Crow Country
One of the men swore, and scrambled up. ‘Look at that! Up there—’
All the men stared at the sky, frozen in disbelief. Walter and Lachie broke apart, panting, and lifted their faces. Sadie’s mouth dropped open.
Hundreds of black crows came silently wheeling through the sky toward them. Without a sound, they eddied high above the dried lake, a thickening, churning mass of birds, a black whirlpool in the sky.
‘Lord Almighty,’ whispered Craig Mortlock. ‘What the hell?’
The cloud of crows seemed to tighten around the circle of stones. One by one, the men stepped backward until they had cleared the space. Lachie ran for his bike and clutched it like a shield. Mute, sinister, with the rustle of a thousand wings, the crows wheeled lower and lower, tighter and tighter. Sadie saw the gleam of hundreds of beaks, jet black and glistening.
Walter touched Sadie’s shoulder. Their eyes met, and they ran. Sadie found Walter’s hand groping for hers. She grabbed it and gripped hard. Slipping and sliding, they pelted across the yellow mud. The cloud of crows blotted out the sun; a shadow spread like ink across the valley.
It wasn’t until they reached the edge of the lake bed, the edge of the shadow, and were safe again in the winter sunlight, that they dared to stop and look back.
A gunshot cracked across the valley.
The cloud of birds exploded, scattering like black sparks from a firework. The air filled with caws of alarm, the panicked beating of innumerable wings. Instinctively, Sadie ducked. Another gunshot echoed across the lake, and another.
‘They’re shooting the crows!’ screamed Sadie.
Wah! Wah! Wah! Crows flapped away in all directions. Wings whirred above Sadie and Walter’s heads.
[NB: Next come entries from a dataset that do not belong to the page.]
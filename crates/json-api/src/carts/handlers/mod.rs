//! Cart Handlers

pub(crate) mod by_user;
pub(crate) mod create;
pub(crate) mod delete;
pub(crate) mod get;
pub(crate) mod index;
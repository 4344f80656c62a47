//! Product Models

use crate::ids::TypedId;

/// Product Id
pub type ProductId = TypedId<Product>;

/// Product Model
#[derive(Debug, Clone, PartialEq, Eq)]
pub struct Product {
    pub id: ProductId,
    pub description: String,
}

/// New Product Model
#[derive(Debug, Clone, PartialEq, Eq)]
pub struct NewProduct {
    pub description: String,
}
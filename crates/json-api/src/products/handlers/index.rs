//! List Products Handler

use std::sync::Arc;

use salvo::prelude::*;

use crate::{
    errors::ApiError,
    extensions::*,
    products::{into_api_error, models::ProductResponse},
    state::State,
};

/// List Products Handler
///
/// Returns every product in the catalog.
#[endpoint(
    tags("products"),
    summary = "List Products",
    security(("bearer_auth" = [])),
    responses(
        (status_code = StatusCode::OK, description = "Products listed"),
    ),
)]
pub(crate) async fn handler(depot: &mut Depot) -> Result<Json<Vec<ProductResponse>>, ApiError> {
    let state = depot.obtain_or_500::<Arc<State>>()?;

    let products = state
        .app
        .products
        .list_products()
        .await
        .map_err(into_api_error)?;

    Ok(Json(products.into_iter().map(Into::into).collect()))
}

#[cfg(test)]
mod tests {
    use salvo::test::{ResponseExt, TestClient};
    use testresult::TestResult;

    use cart_app::domain::products::MockProductsService;

    use crate::test_helpers::{make_product, products_service};

    use super::*;

    fn make_service(products: MockProductsService) -> Service {
        products_service(products, Router::with_path("products").get(handler))
    }

    #[tokio::test]
    async fn test_list_products_returns_catalog() -> TestResult {
        let mut products = MockProductsService::new();

        products
            .expect_list_products()
            .once()
            .return_once(|| Ok(vec![make_product(1, "Pencil"), make_product(2, "Eraser")]));

        let mut res = TestClient::get("http://example.com/products")
            .send(&make_service(products))
            .await;

        let body: Vec<ProductResponse> = res.take_json().await?;

        assert_eq!(res.status_code, Some(StatusCode::OK));
        assert_eq!(
            body,
            vec![
                ProductResponse {
                    id: 1,
                    description: "Pencil".to_string()
                },
                ProductResponse {
                    id: 2,
                    description: "Eraser".to_string()
                },
            ]
        );

        Ok(())
    }

    #[tokio::test]
    async fn test_list_products_empty() -> TestResult {
        let mut products = MockProductsService::new();

        products
            .expect_list_products()
            .once()
            .return_once(|| Ok(Vec::new()));

        let mut res = TestClient::get("http://example.com/products")
            .send(&make_service(products))
            .await;

        let body: Vec<ProductResponse> = res.take_json().await?;

        assert_eq!(res.status_code, Some(StatusCode::OK));
        assert!(body.is_empty(), "expected no products, got {body:?}");

        Ok(())
    }
}
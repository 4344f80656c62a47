//! App Router

use salvo::Router;

use crate::{auth, carts, items, products};

/// Resource routes, all behind bearer authentication.
///
/// Numeric segments are constrained so `/products/{id}` and
/// `/products/{description}` can share a prefix.
pub(crate) fn app_router() -> Router {
    Router::new()
        .hoop(auth::middleware::handler)
        .push(carts_router())
        .push(items_router())
        .push(products_router())
}

fn carts_router() -> Router {
    Router::with_path("carts")
        .get(carts::index::handler)
        .post(carts::create::handler)
        .push(
            Router::with_path("by-userid/{user}")
                .get(carts::by_user::get_handler)
                .delete(carts::by_user::delete_handler),
        )
        .push(
            Router::with_path("{cart:num}")
                .get(carts::get::handler)
                .delete(carts::delete::handler)
                .push(
                    Router::with_path("items")
                        .get(carts::items::index::handler)
                        .post(carts::items::create::handler)
                        .push(Router::with_path("{item:num}").delete(carts::items::delete::handler)),
                )
                .push(
                    Router::with_path("product/{product:num}/quantity/{quantity}")
                        .post(carts::items::quantity::handler),
                ),
        )
}

fn items_router() -> Router {
    Router::with_path("items")
        .get(items::index::handler)
        .post(items::create::handler)
        .push(
            Router::with_path("{item:num}")
                .get(items::get::handler)
                .put(items::update::handler)
                .delete(items::delete::handler),
        )
        .push(
            Router::with_path("cart/{cart:num}/product/{product:num}/quantity/{quantity}")
                .post(items::add_to_cart::handler),
        )
}

fn products_router() -> Router {
    Router::with_path("products")
        .get(products::index::handler)
        .push(
            Router::with_path("{product:num}")
                .get(products::get::handler)
                .delete(products::delete::handler),
        )
        .push(
            Router::with_path("{description}")
                .get(products::search::handler)
                .post(products::create::handler),
        )
}
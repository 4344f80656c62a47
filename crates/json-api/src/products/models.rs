//! Product Models

use salvo::oapi::ToSchema;
use serde::{Deserialize, Serialize};

use cart_app::domain::products::models::Product;

/// Product Response
#[derive(Debug, Clone, PartialEq, Eq, Serialize, Deserialize, ToSchema)]
#[serde(rename_all = "camelCase")]
pub(crate) struct ProductResponse {
    /// Product id
    pub id: i64,

    /// Product description, unique across the catalog
    pub description: String,
}

impl From<Product> for ProductResponse {
    fn from(product: Product) -> Self {
        Self {
            id: product.id.into_i64(),
            description: product.description,
        }
    }
}
//! Item Models

use crate::{
    domain::{
        carts::models::CartId,
        products::models::{Product, ProductId},
    },
    ids::TypedId,
};

/// Item Id
pub type ItemId = TypedId<Item>;

/// A quantity of one product held by one cart.
#[derive(Debug, Clone, PartialEq, Eq)]
pub struct Item {
    pub id: ItemId,
    pub quantity: i32,
    pub cart_id: CartId,
    pub product: Product,
}

/// New Item Model
///
/// `id` is optional; when present it must not collide with an existing item.
/// The stored item always receives a generated id.
#[derive(Debug, Clone, PartialEq, Eq)]
pub struct NewItem {
    pub id: Option<ItemId>,
    pub quantity: i32,
    pub cart_id: CartId,
    pub product_id: ProductId,
}

/// Item Update Model
#[derive(Debug, Clone, Copy, PartialEq, Eq)]
pub struct ItemUpdate {
    pub quantity: i32,
}

/// Quantities must be strictly positive.
pub(crate) fn is_valid_quantity(quantity: i32) -> bool {
    quantity > 0
}
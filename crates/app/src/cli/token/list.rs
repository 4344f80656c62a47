use jiff::Timestamp;

use cart_app::auth::PgAuthService;

pub(crate) async fn run(auth: &PgAuthService) -> Result<(), String> {
    let tokens = auth
        .list_api_tokens()
        .await
        .map_err(|error| format!("failed to list tokens: {error}"))?;

    if tokens.is_empty() {
        println!("no tokens issued");
        return Ok(());
    }

    println!("{:<36}  {:<8}  {:<28}  LAST USED", "UUID", "STATUS", "CREATED");

    let now = Timestamp::now();

    for token in &tokens {
        println!(
            "{:<36}  {:<8}  {:<28}  {}",
            token.uuid,
            token.status(now),
            token.created_at,
            token
                .last_used_at
                .map_or_else(|| "never".to_string(), |at| at.to_string()),
        );
    }

    Ok(())
}
//! W3C trace context extraction from incoming headers.

use opentelemetry::{Context, global, propagation::Extractor, trace::TraceContextExt as _};
use salvo::http::{HeaderMap, HeaderName};

/// Returns the remote parent context when the headers carry a valid one.
pub(super) fn extract_parent_context(headers: &HeaderMap) -> Option<Context> {
    let carrier = HeaderCarrier(headers);

    global::get_text_map_propagator(|propagator| {
        // Start from an empty context so an absent header never links to the
        // span that happens to be active in this task.
        let context = propagator.extract_with_context(&Context::new(), &carrier);
        let valid = context.span().span_context().is_valid();

        valid.then_some(context)
    })
}

#[derive(Debug)]
struct HeaderCarrier<'a>(&'a HeaderMap);

impl Extractor for HeaderCarrier<'_> {
    fn get(&self, key: &str) -> Option<&str> {
        self.0.get(key).and_then(|value| value.to_str().ok())
    }

    fn keys(&self) -> Vec<&str> {
        self.0.keys().map(HeaderName::as_str).collect()
    }
}
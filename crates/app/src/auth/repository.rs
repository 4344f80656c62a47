use jiff::Timestamp;
use jiff_sqlx::Timestamp as SqlTimestamp;
use sqlx::{FromRow, PgPool, Row, postgres::PgRow};

use crate::auth::{ApiTokenRecord, ApiTokenUuid};

const INSERT_TOKEN_SQL: &str = include_str!("sql/insert_token.sql");
const LIST_TOKENS_SQL: &str = include_str!("sql/list_tokens.sql");
const REVOKE_TOKEN_SQL: &str = include_str!("sql/revoke_token.sql");
const ACTIVE_TOKEN_DIGEST_SQL: &str = include_str!("sql/active_token_digest.sql");
const MARK_TOKEN_USED_SQL: &str = include_str!("sql/mark_token_used.sql");

#[derive(Debug, Clone)]
pub(crate) struct PgAuthRepository {
    pool: PgPool,
}

impl PgAuthRepository {
    pub(crate) fn new(pool: PgPool) -> Self {
        Self { pool }
    }

    pub(crate) async fn insert(
        &self,
        uuid: ApiTokenUuid,
        digest: &str,
        expires_at: Option<Timestamp>,
    ) -> Result<ApiTokenRecord, sqlx::Error> {
        sqlx::query_as(INSERT_TOKEN_SQL)
            .bind(uuid.into_uuid())
            .bind(digest)
            .bind(expires_at.map(SqlTimestamp::from))
            .fetch_one(&self.pool)
            .await
    }

    pub(crate) async fn list(&self) -> Result<Vec<ApiTokenRecord>, sqlx::Error> {
        sqlx::query_as(LIST_TOKENS_SQL).fetch_all(&self.pool).await
    }

    /// Returns whether a not yet revoked token was found.
    pub(crate) async fn revoke(&self, uuid: ApiTokenUuid) -> Result<bool, sqlx::Error> {
        let result = sqlx::query(REVOKE_TOKEN_SQL)
            .bind(uuid.into_uuid())
            .execute(&self.pool)
            .await?;

        Ok(result.rows_affected() == 1)
    }

    /// Digest of the token, if it is neither revoked nor expired.
    pub(crate) async fn active_digest(
        &self,
        uuid: ApiTokenUuid,
    ) -> Result<Option<String>, sqlx::Error> {
        sqlx::query_scalar(ACTIVE_TOKEN_DIGEST_SQL)
            .bind(uuid.into_uuid())
            .fetch_optional(&self.pool)
            .await
    }

    pub(crate) async fn mark_used(&self, uuid: ApiTokenUuid) -> Result<(), sqlx::Error> {
        sqlx::query(MARK_TOKEN_USED_SQL)
            .bind(uuid.into_uuid())
            .execute(&self.pool)
            .await?;

        Ok(())
    }
}

fn optional_timestamp(row: &PgRow, column: &str) -> sqlx::Result<Option<Timestamp>> {
    Ok(row
        .try_get::<Option<SqlTimestamp>, _>(column)?
        .map(SqlTimestamp::to_jiff))
}

impl FromRow<'_, PgRow> for ApiTokenRecord {
    fn from_row(row: &PgRow) -> sqlx::Result<Self> {
        Ok(Self {
            uuid: ApiTokenUuid::from_uuid(row.try_get("uuid")?),
            created_at: row.try_get::<SqlTimestamp, _>("created_at")?.to_jiff(),
            last_used_at: optional_timestamp(row, "last_used_at")?,
            expires_at: optional_timestamp(row, "expires_at")?,
            revoked_at: optional_timestamp(row, "revoked_at")?,
        })
    }
}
And still the shots rang out.
‘We have to stop them!’ cried Sadie.
But she knew, as Walter did, that there was noth- ing they could do. They could only stand helplessly and watch as the crows scattered, and count them as some fell, like black stones, from the empty sky.
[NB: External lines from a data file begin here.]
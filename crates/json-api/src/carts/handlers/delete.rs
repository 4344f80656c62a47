//! Delete Cart Handler

use std::sync::Arc;

use salvo::{oapi::extract::PathParam, prelude::*};

use cart_app::domain::carts::models::CartId;

use crate::{carts::into_api_error, errors::ApiError, extensions::*, state::State};

/// Delete Cart Handler
///
/// Deletes a cart together with its items.
#[endpoint(
    tags("carts"),
    summary = "Delete Cart",
    security(("bearer_auth" = [])),
    responses(
        (status_code = StatusCode::OK, description = "Cart deleted"),
    ),
)]
#[tracing::instrument(
    name = "carts.delete",
    skip(cart, depot),
    fields(
        api_token = tracing::field::Empty,
        cart_id = tracing::field::Empty
    ),
    err
)]
pub(crate) async fn handler(cart: PathParam<i64>, depot: &mut Depot) -> Result<StatusCode, ApiError> {
    let state = depot.obtain_or_500::<Arc<State>>()?;
    let cart = CartId::from_i64(cart.into_inner());

    let span = tracing::Span::current();

    if let Some(token) = depot.api_token() {
        span.record("api_token", tracing::field::display(token));
    }

    span.record("cart_id", cart.into_i64());

    state
        .app
        .carts
        .delete_cart(cart)
        .await
        .map_err(into_api_error)?;

    tracing::info!(cart_id = %cart, "deleted cart");

    Ok(StatusCode::OK)
}
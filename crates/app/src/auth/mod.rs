//! API tokens: issuing, listing, revoking and bearer authentication.

mod errors;
mod models;
mod repository;
mod service;
mod token;

pub use errors::AuthServiceError;
pub use models::{ApiTokenRecord, ApiTokenStatus, ApiTokenUuid, IssuedApiToken};
pub use service::{AuthService, MockAuthService, PgAuthService};
pub use token::{ApiToken, ApiTokenError};
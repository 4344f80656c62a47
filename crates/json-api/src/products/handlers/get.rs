//! Get Product Handler

use std::sync::Arc;

use salvo::{oapi::extract::PathParam, prelude::*};

use cart_app::domain::products::models::ProductId;

use crate::{
    errors::ApiError,
    extensions::*,
    products::{into_api_error, models::ProductResponse},
    state::State,
};

/// Get Product Handler
///
/// Returns a product by id.
#[endpoint(
    tags("products"),
    summary = "Get Product",
    security(("bearer_auth" = [])),
    responses(
        (status_code = StatusCode::OK, description = "Product found"),
    ),
)]
pub(crate) async fn handler(
    product: PathParam<i64>,
    depot: &mut Depot,
) -> Result<Json<ProductResponse>, ApiError> {
    let state = depot.obtain_or_500::<Arc<State>>()?;

    let product = state
        .app
        .products
        .get_product(ProductId::from_i64(product.into_inner()))
        .await
        .map_err(into_api_error)?;

    Ok(Json(product.into()))
}
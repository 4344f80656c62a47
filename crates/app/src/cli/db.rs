use clap::{Args, Subcommand};

use cart_app::database;

#[derive(Debug, Args)]
pub(crate) struct DbCommand {
    /// PostgreSQL connection string
    #[arg(long, global = true, env = "DATABASE_URL", hide_env_values = true)]
    database_url: Option<String>,

    #[command(subcommand)]
    action: DbAction,
}

#[derive(Debug, Clone, Copy, Subcommand)]
enum DbAction {
    /// Apply every migration the database has not seen yet
    Migrate,
}

pub(crate) async fn run(command: DbCommand) -> Result<(), String> {
    let url = command
        .database_url
        .ok_or("DATABASE_URL or --database-url is required")?;

    let pool = database::connect(&url)
        .await
        .map_err(|error| format!("could not connect to the database: {error}"))?;

    match command.action {
        DbAction::Migrate => {
            database::migrate(&pool)
                .await
                .map_err(|error| format!("migration failed: {error}"))?;

            println!("database schema is up to date");
        }
    }

    Ok(())
}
'It’s all my fault,’ said Sadie. ‘I called them, and they came.’
‘Not your fault,’ said Walter. ‘You didn’t know the men were going to start shooting.’
‘I didn’t know they were going to come,’ said Sadie. There was a short silence while they trudged along the road. Then Sadie repeated dully, ‘It’s all my fault.’
‘Not your fault,’ said Walter again. He halted in front of the supermarket. ‘You wait there. Better not come in. Don’t want you having any more flash- backs.’
He came out with two bottles of lemonade. ‘Auntie Vonn says something sweet’s the best thing when you’ve had a shock.’
The lemonade was delicious. Sadie suddenly realised how hungry she was. She hoped Ellie had made a huge lunch.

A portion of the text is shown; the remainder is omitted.